Ue, Grillo: contro M5S la politica di Giuda

"14 ottobre 2014, Roma. Il governo Renzie viene salvato dal voto di Orellana, eletto a febbraio 2013 con i voti degli elettori del M5S (che mai avrebbero voluto salvare il governo, capito a che serve il vincolo di mandato?) e poi passato al gruppo misto. Nelle prossime ore Orellana otterra’ una poltrona: diventera’ presidente della delegazione parlamentare Ince, l’Iniziativa Centro Europea. L’elezione, prevista per mercoledi’ scorso, e’ stata rinviata solo di una settimana". Cosi’ Beppe Grillo in un post pubblicato sul suo blog.

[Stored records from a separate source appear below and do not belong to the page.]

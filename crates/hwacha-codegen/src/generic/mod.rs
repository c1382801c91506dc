// SPDX-License-Identifier: (MIT OR Apache-2.0)

//! Generic lowering engine: ordinary control flow, arithmetic, and memory.
//!
//! Nothing here knows about lanes. Loops iterate, loads and stores address
//! buffer arguments directly, calls go to intrinsics or imported symbols.

pub(crate) mod expr;
pub(crate) mod stmt;

use hwacha_ir::{ExprKind, StmtKind};

use crate::dispatch::HandlerTable;

pub(crate) fn install(table: &mut HandlerTable) {
    table.set_stmt(StmtKind::LetStmt, stmt::lower_let_stmt);
    table.set_stmt(StmtKind::Block, stmt::lower_block);
    table.set_stmt(StmtKind::IfThenElse, stmt::lower_if);
    table.set_stmt(StmtKind::For, stmt::lower_for);
    table.set_stmt(StmtKind::Store, stmt::lower_store);
    table.set_stmt(StmtKind::Evaluate, stmt::lower_evaluate);

    table.set_expr(ExprKind::Imm, expr::lower_imm);
    table.set_expr(ExprKind::Var, expr::lower_var);
    table.set_expr(ExprKind::Cast, expr::lower_cast);
    table.set_expr(ExprKind::Binary, expr::lower_binary);
    table.set_expr(ExprKind::Cmp, expr::lower_cmp);
    table.set_expr(ExprKind::Logic, expr::lower_logic);
    table.set_expr(ExprKind::Not, expr::lower_not);
    table.set_expr(ExprKind::Select, expr::lower_select);
    table.set_expr(ExprKind::Let, expr::lower_let);
    table.set_expr(ExprKind::Load, expr::lower_load);
    table.set_expr(ExprKind::Call, expr::lower_call);
}
// SPDX-License-Identifier: (MIT OR Apache-2.0)

//! Scalar types of IR values and buffer elements.

use std::fmt;
use std::str::FromStr;

/// Scalar type of an expression or buffer element.
///
/// Written as `bool`, `i8`..`i64`, `u8`..`u64`, `f32`, `f64` in text form.
#[derive(Debug, Clone, Copy, PartialEq, Eq, Hash)]
#[cfg_attr(
    feature = "serde",
    derive(serde::Serialize, serde::Deserialize),
    serde(try_from = "String", into = "String")
)]
pub enum ScalarType {
    Bool,
    Int(u8),
    UInt(u8),
    Float(u8),
}

impl ScalarType {
    pub const BOOL: ScalarType = ScalarType::Bool;
    pub const I8: ScalarType = ScalarType::Int(8);
    pub const I16: ScalarType = ScalarType::Int(16);
    pub const I32: ScalarType = ScalarType::Int(32);
    pub const I64: ScalarType = ScalarType::Int(64);
    pub const U8: ScalarType = ScalarType::UInt(8);
    pub const U16: ScalarType = ScalarType::UInt(16);
    pub const U32: ScalarType = ScalarType::UInt(32);
    pub const U64: ScalarType = ScalarType::UInt(64);
    pub const F32: ScalarType = ScalarType::Float(32);
    pub const F64: ScalarType = ScalarType::Float(64);

    /// Width in bits. `Bool` is stored as a byte.
    pub fn bits(self) -> u8 {
        match self {
            ScalarType::Bool => 8,
            ScalarType::Int(b) | ScalarType::UInt(b) | ScalarType::Float(b) => b,
        }
    }

    pub fn bytes(self) -> u32 {
        u32::from(self.bits()) / 8
    }

    pub fn is_float(self) -> bool {
        matches!(self, ScalarType::Float(_))
    }

    pub fn is_int(self) -> bool {
        matches!(self, ScalarType::Int(_) | ScalarType::UInt(_))
    }

    pub fn is_signed(self) -> bool {
        matches!(self, ScalarType::Int(_))
    }

    pub fn is_bool(self) -> bool {
        matches!(self, ScalarType::Bool)
    }

    fn is_valid(self) -> bool {
        match self {
            ScalarType::Bool => true,
            ScalarType::Int(b) | ScalarType::UInt(b) => matches!(b, 8 | 16 | 32 | 64),
            ScalarType::Float(b) => matches!(b, 32 | 64),
        }
    }
}

impl fmt::Display for ScalarType {
    fn fmt(&self, f: &mut fmt::Formatter<'_>) -> fmt::Result {
        match self {
            ScalarType::Bool => write!(f, "bool"),
            ScalarType::Int(b) => write!(f, "i{}", b),
            ScalarType::UInt(b) => write!(f, "u{}", b),
            ScalarType::Float(b) => write!(f, "f{}", b),
        }
    }
}

#[derive(Debug, Clone, PartialEq, Eq)]
pub struct TypeParseError(pub String);

impl fmt::Display for TypeParseError {
    fn fmt(&self, f: &mut fmt::Formatter<'_>) -> fmt::Result {
        write!(f, "invalid scalar type '{}'", self.0)
    }
}

impl std::error::Error for TypeParseError {}

impl FromStr for ScalarType {
    type Err = TypeParseError;

    fn from_str(s: &str) -> Result<Self, Self::Err> {
        if s == "bool" {
            return Ok(ScalarType::Bool);
        }
        let err = || TypeParseError(s.to_string());
        let ctor: fn(u8) -> ScalarType = match s.get(..1) {
            Some("i") => ScalarType::Int,
            Some("u") => ScalarType::UInt,
            Some("f") => ScalarType::Float,
            _ => return Err(err()),
        };
        let digits = &s[1..];
        let bits: u8 = digits.parse().map_err(|_| err())?;
        let ty = ctor(bits);
        if ty.is_valid() { Ok(ty) } else { Err(err()) }
    }
}

impl TryFrom<String> for ScalarType {
    type Error = TypeParseError;

    fn try_from(s: String) -> Result<Self, Self::Error> {
        s.parse()
    }
}

impl From<ScalarType> for String {
    fn from(ty: ScalarType) -> String {
        ty.to_string()
    }
}

#[cfg(test)]
mod tests {
    use super::*;

    #[test]
    fn parses_every_spelling() {
        for ty in [
            ScalarType::BOOL, ScalarType::I8, ScalarType::I16, ScalarType::I32, ScalarType::I64,
            ScalarType::U8, ScalarType::U16, ScalarType::U32, ScalarType::U64,
            ScalarType::F32, ScalarType::F64,
        ] {
            assert_eq!(ty.to_string().parse::<ScalarType>(), Ok(ty));
        }
    }

    #[test]
    fn rejects_odd_widths() {
        assert!("i7".parse::<ScalarType>().is_err());
        assert!("f16".parse::<ScalarType>().is_err());
        assert!("x32".parse::<ScalarType>().is_err());
        assert!("".parse::<ScalarType>().is_err());
    }

    #[test]
    fn sizes() {
        assert_eq!(ScalarType::BOOL.bytes(), 1);
        assert_eq!(ScalarType::F32.bytes(), 4);
        assert_eq!(ScalarType::U64.bytes(), 8);
    }
}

Poi, aggiunge: "16 ottobre 2014, Bruxelles. Il gruppo europeo in cui siede il M5S, l’EFDD, viene messo in discussione in seguito alla fuoriuscita della deputata lettone Iveta Grigule che causa la perdita del numero minimo di sei differenti nazionalita’ necessarie per la costituzione di un gruppo europeo. Simultaneamente Iveta viene nominata presidente della delegazione europea in Kazakistan. L’Ukip, il partito di Farage, ha rilasciato una nota in cui riporta che la Grigule ha riferito al segretario generale del gruppo le motivazioni del suo abbandono: ‘Devo farlo per essere eletta’ e che Martin Schulz le ha detto che per ottenere la presidenza della delegazione avrebbe dovuto lasciare il gruppo del M5S causandone lo scioglimento. Dal metodo Boffo al metodo Goffo al metodo 30 denari. La politica di Giuda", conclude Grillo.